D1 and D2 dopamine receptors mediate different behavioral effects in animals. We have attempted to selectively modulate dopamine-mediated behaviors by continuously administering D2 agonists to mice. Acute administration of the D2 agonist quinpirole caused dose-related stereotyped effects; no locomotor or grooming behavior was apparent. Continuously infusing quinpirole with implanted Alzet minipumps initially produced stereotyped behavior, but this stereotypy decreased by 2 hours, and was completely absent from 3 hours to 6 days of infusion. Within 1 day after implanting quinpirole, there appeared a significant locomotor behavior that continued for the 6 days of infusion. Acute challenge doses of quinpirole given either 6 days after infusing quinpirole or 12 hours after removing the quinpirole implant failed to elicit any stereotyped behavior and did not alter the locomotor behavior. By contrast, acute challenge injections with the D1 agonist SKF 38393 administered 12 hours after removing the quinpirole implant produced a characteristic grooming response.

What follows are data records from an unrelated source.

//! # HTML Rendering
//!
//! Server-side rendering of the shell's screens. Views only read core state;
//! every decision (filtering, validation, routing) is made in `folio_core`.

pub mod home;
pub mod not_found;
pub mod sections;

use std::time::Duration;

use folio_core::content::{copyright, quick_links, PROFILE, SOCIAL_LINKS};
use folio_core::motion::{Stagger, DEFAULT_THRESHOLD};
use folio_core::theme::ThemeMode;

pub use home::{render_home, HomeView};
pub use not_found::render_not_found;

/// Per-request presentation settings
#[derive(Debug, Clone, Copy)]
pub struct PageContext {
    pub theme: ThemeMode,
    pub loading_delay: Duration,
    pub reveal_interval: Duration,
}

/// Escape text for use in element content and quoted attributes
pub fn escape(text: &str) -> String {
    let mut out = String::with_capacity(text.len());
    for c in text.chars() {
        match c {
            '&' => out.push_str("&amp;"),
            '<' => out.push_str("&lt;"),
            '>' => out.push_str("&gt;"),
            '"' => out.push_str("&quot;"),
            '\'' => out.push_str("&#39;"),
            _ => out.push(c),
        }
    }
    out
}

/// `style` attribute carrying a child's entrance timing as CSS variables
pub fn entrance_style(stagger: Stagger, index: usize) -> String {
    let entrance = stagger.entrance(index, true);
    format!(
        r#"style="--delay:{}ms;--duration:{}ms""#,
        entrance.delay.as_millis(),
        entrance.duration.as_millis()
    )
}

/// Full document around `body`
pub fn layout(ctx: &PageContext, title: &str, body: &str) -> String {
    format!(
        r#"<!DOCTYPE html>
<html lang="en" class="{theme}">
<head>
<meta charset="utf-8">
<meta name="viewport" content="width=device-width, initial-scale=1">
<title>{title}</title>
<link rel="stylesheet" href="/assets/styles.css">
<noscript><style>[data-reveal] [style*="--delay"] {{ opacity: 1; transform: none; }} .fill {{ width: var(--level); }} .loading-gate {{ display: none; }}</style></noscript>
</head>
<body data-reveal-threshold="{threshold}">
{header}
{body}
{footer}
<script src="/assets/reveal.js" defer></script>
</body>
</html>
"#,
        theme = ctx.theme.as_str(),
        title = escape(title),
        threshold = DEFAULT_THRESHOLD,
        header = render_header(ctx),
        body = body,
        footer = render_footer(),
    )
}

fn render_header(ctx: &PageContext) -> String {
    let links: String = quick_links()
        .iter()
        .map(|link| {
            format!(
                r#"<a href="{}">{}</a>"#,
                escape(&link.href),
                escape(link.label)
            )
        })
        .collect();
    let toggle_label = match ctx.theme {
        ThemeMode::Light => "Dark mode",
        ThemeMode::Dark => "Light mode",
    };
    format!(
        r#"<header class="site-header">
<a class="brand" href="/">{name}</a>
<nav>{links}</nav>
<form method="post" action="/theme"><button type="submit" class="theme-toggle">{toggle}</button></form>
</header>"#,
        name = escape(PROFILE.name),
        links = links,
        toggle = toggle_label,
    )
}

fn render_footer() -> String {
    let socials: String = SOCIAL_LINKS
        .iter()
        .map(|social| {
            format!(
                r#"<a href="{}" target="_blank" rel="noopener noreferrer" aria-label="{name}">{name}</a>"#,
                escape(social.url),
                name = escape(social.name)
            )
        })
        .collect();
    let links: String = quick_links()
        .iter()
        .map(|link| {
            format!(
                r#"<li><a href="{}">{}</a></li>"#,
                escape(&link.href),
                escape(link.label)
            )
        })
        .collect();
    format!(
        r#"<footer class="site-footer">
<div><h3>{name}</h3><p>{tagline}</p><div class="socials">{socials}</div></div>
<div><h3>Quick Links</h3><ul>{links}</ul></div>
<p class="copyright">{copyright}</p>
</footer>"#,
        name = escape(PROFILE.name),
        tagline = escape(PROFILE.tagline),
        socials = socials,
        links = links,
        copyright = escape(&copyright(PROFILE.name)),
    )
}

#[cfg(test)]
mod tests {
    use super::*;

    #[test]
    fn test_escape() {
        assert_eq!(
            escape(r#"<a href="x">Tom & Jerry's</a>"#),
            "&lt;a href=&quot;x&quot;&gt;Tom &amp; Jerry&#39;s&lt;/a&gt;"
        );
        assert_eq!(escape("plain"), "plain");
    }

    #[test]
    fn test_entrance_style() {
        assert_eq!(
            entrance_style(Stagger::SECTION, 2),
            r#"style="--delay:200ms;--duration:500ms""#
        );
    }

    #[test]
    fn test_layout_carries_theme() {
        let ctx = PageContext {
            theme: ThemeMode::Dark,
            loading_delay: Duration::from_millis(1000),
            reveal_interval: Duration::from_millis(100),
        };
        let html = layout(&ctx, "Title", "<main></main>");
        assert!(html.contains(r#"<html lang="en" class="dark">"#));
        assert!(html.contains("Light mode"));
        assert!(html.contains("<main></main>"));
    }
}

In an attempt to learn the mechanism of the behavioral effects induced by the continuous administration of quinpirole, the actions of relatively selective D1 and D2 antagonists were examined. The D2 antagonist sulpiride inhibited the stereotypy but not the locomotion induced by quinpirole. By contrast, the D1 antagonist Sch 23390 blocked the locomotion but not the stereotypy induced by quinpirole. These results indicate that chronic administration of quinpirole causes two separate behavioral effects: (1) a downregulation of stereotypy, perhaps by downregulating D2 receptors; and (2) the development of locomotion, which appears to involve both the downregulation of D2 receptors and an activation of D1 dopaminergic mechanisms.